The reception data determination unit 33 mainly performs the following signal processing.
(1) When the input signal is binary signal data demodulated by the detection circuit unit 31, the received data, the command command, etc. are extracted from the binary signal data, and the decoded result of the command command is related to authentication. If it is, the authentication information control unit 34 is accessed. On the other hand, if the decoded result of the command command is reading / writing of memory data after successful authentication, the nonvolatile memory 36 is accessed.
(2) If the input signal is determination data indicating an authentication (comparison) result from the authentication information control unit 34, read data from the non-volatile memory 36, and a read / write result as described later, these The response data is output as it is to the modulation data generation unit 32 as a carrier signal.

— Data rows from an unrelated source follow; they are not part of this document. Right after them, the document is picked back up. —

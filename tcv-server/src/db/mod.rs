//! Database access layer for tcv-server
//!
//! One module per table. Queries return `sqlx::Result`; handlers convert
//! through `ApiError`. Schema creation lives in `tcv_common::db`.

pub mod audios;
pub mod feedback;
pub mod models;
pub mod stats;
pub mod transcriptions;
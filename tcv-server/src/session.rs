//! Anonymous reviewer sessions
//!
//! A reviewer is identified only by an opaque `session_id` cookie. The id is
//! minted on the first feedback submission that arrives without one.

use axum::http::{header, HeaderMap};
use rand::Rng;

pub const SESSION_COOKIE: &str = "session_id";

/// One year
pub const SESSION_MAX_AGE_SECS: i64 = 60 * 60 * 24 * 365;

const BASE36: &[u8] = b"0123456789abcdefghijklmnopqrstuvwxyz";

/// Value of the `session_id` cookie, if the request carries a non-empty one
pub fn session_from_headers(headers: &HeaderMap) -> Option<String> {
    headers
        .get_all(header::COOKIE)
        .iter()
        .filter_map(|value| value.to_str().ok())
        .flat_map(|value| value.split(';'))
        .filter_map(|pair| pair.trim().split_once('='))
        .find(|(name, _)| *name == SESSION_COOKIE)
        .map(|(_, value)| value.trim().to_string())
        .filter(|value| !value.is_empty())
}

/// `session_<unix-millis>_<9 base36 chars>`
pub fn generate_session_id() -> String {
    let mut rng = rand::thread_rng();
    let suffix: String = (0..9)
        .map(|_| BASE36[rng.gen_range(0..BASE36.len())] as char)
        .collect();
    format!("session_{}_{}", tcv_common::time::unix_millis(), suffix)
}

/// `Set-Cookie` value for a freshly minted session
pub fn session_cookie(session_id: &str, secure: bool) -> String {
    let mut cookie = format!(
        "{}={}; HttpOnly; SameSite=Lax; Path=/; Max-Age={}",
        SESSION_COOKIE, session_id, SESSION_MAX_AGE_SECS
    );
    if secure {
        cookie.push_str("; Secure");
    }
    cookie
}

/// Best-effort client address from proxy headers
///
/// First entry of `X-Forwarded-For`, else `X-Real-IP`.
pub fn client_ip(headers: &HeaderMap) -> Option<String> {
    let forwarded = headers
        .get("x-forwarded-for")
        .and_then(|v| v.to_str().ok())
        .and_then(|v| v.split(',').next())
        .map(str::trim)
        .filter(|v| !v.is_empty());

    forwarded
        .or_else(|| {
            headers
                .get("x-real-ip")
                .and_then(|v| v.to_str().ok())
                .map(str::trim)
                .filter(|v| !v.is_empty())
        })
        .map(str::to_string)
}

pub fn user_agent(headers: &HeaderMap) -> Option<String> {
    headers
        .get(header::USER_AGENT)
        .and_then(|v| v.to_str().ok())
        .map(str::to_string)
}

#[cfg(test)]
mod tests {
    use super::*;
    use axum::http::HeaderValue;

    #[test]
    fn test_session_id_shape() {
        let id = generate_session_id();
        let parts: Vec<&str> = id.splitn(3, '_').collect();
        assert_eq!(parts[0], "session");
        assert!(parts[1].parse::<i64>().is_ok());
        assert_eq!(parts[2].len(), 9);
        assert!(parts[2].bytes().all(|b| BASE36.contains(&b)));
    }

    #[test]
    fn test_session_ids_differ() {
        assert_ne!(generate_session_id(), generate_session_id());
    }

    #[test]
    fn test_session_from_cookie_header() {
        let mut headers = HeaderMap::new();
        headers.insert(
            header::COOKIE,
            HeaderValue::from_static("theme=dark; session_id=session_1_abc; other=1"),
        );
        assert_eq!(session_from_headers(&headers).as_deref(), Some("session_1_abc"));

        let mut headers = HeaderMap::new();
        headers.insert(header::COOKIE, HeaderValue::from_static("session_id="));
        assert!(session_from_headers(&headers).is_none());

        assert!(session_from_headers(&HeaderMap::new()).is_none());
    }

    #[test]
    fn test_cookie_attributes() {
        let cookie = session_cookie("session_1_abc", false);
        assert_eq!(
            cookie,
            "session_id=session_1_abc; HttpOnly; SameSite=Lax; Path=/; Max-Age=31536000"
        );
        assert!(session_cookie("x", true).ends_with("; Secure"));
    }

    #[test]
    fn test_client_ip_prefers_forwarded_for() {
        let mut headers = HeaderMap::new();
        headers.insert("x-forwarded-for", HeaderValue::from_static("10.0.0.1, 10.0.0.2"));
        headers.insert("x-real-ip", HeaderValue::from_static("10.9.9.9"));
        assert_eq!(client_ip(&headers).as_deref(), Some("10.0.0.1"));

        headers.remove("x-forwarded-for");
        assert_eq!(client_ip(&headers).as_deref(), Some("10.9.9.9"));

        assert!(client_ip(&HeaderMap::new()).is_none());
    }
}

  The modulation data generation unit 32 performs, for example, ASK modulation on the input various response data, outputs the response data to the transmission / reception antenna unit 29, and transmits it as an ASK modulation wave (radio wave).

  FIG. 4 is a block diagram showing a main configuration of the authentication information control unit 34 together with input / output data. As shown in the figure, the authentication information control unit 34 includes a selection information generation unit 34a and a comparison information generation unit 34b configured by complex logic circuits, and a comparison determination unit 34c that performs comparison determination based on input information. Composed. In order to acquire authentication information from the subsequent authentication information storage unit 35 (FIG. 3), the selection information generation unit 34a performs a logical operation on the input authentication data (input value) to obtain selection information (output value).

  Here, the selection information is an address value of the authentication information storage unit 35. The logical operation circuit a constituting the selection information generation unit 34a is configured by an authentication algorithm that is difficult to decipher. The comparison information generation unit 34b performs a logical operation on the input authentication data (input value) to obtain comparison information (output value). Here, the comparison information is information used for comparison determination by the comparison determination unit 34 c of the authentication information control unit 34. The logical operation circuit b constituting the comparison information generation unit 34b is configured by an authentication algorithm that is difficult to decipher.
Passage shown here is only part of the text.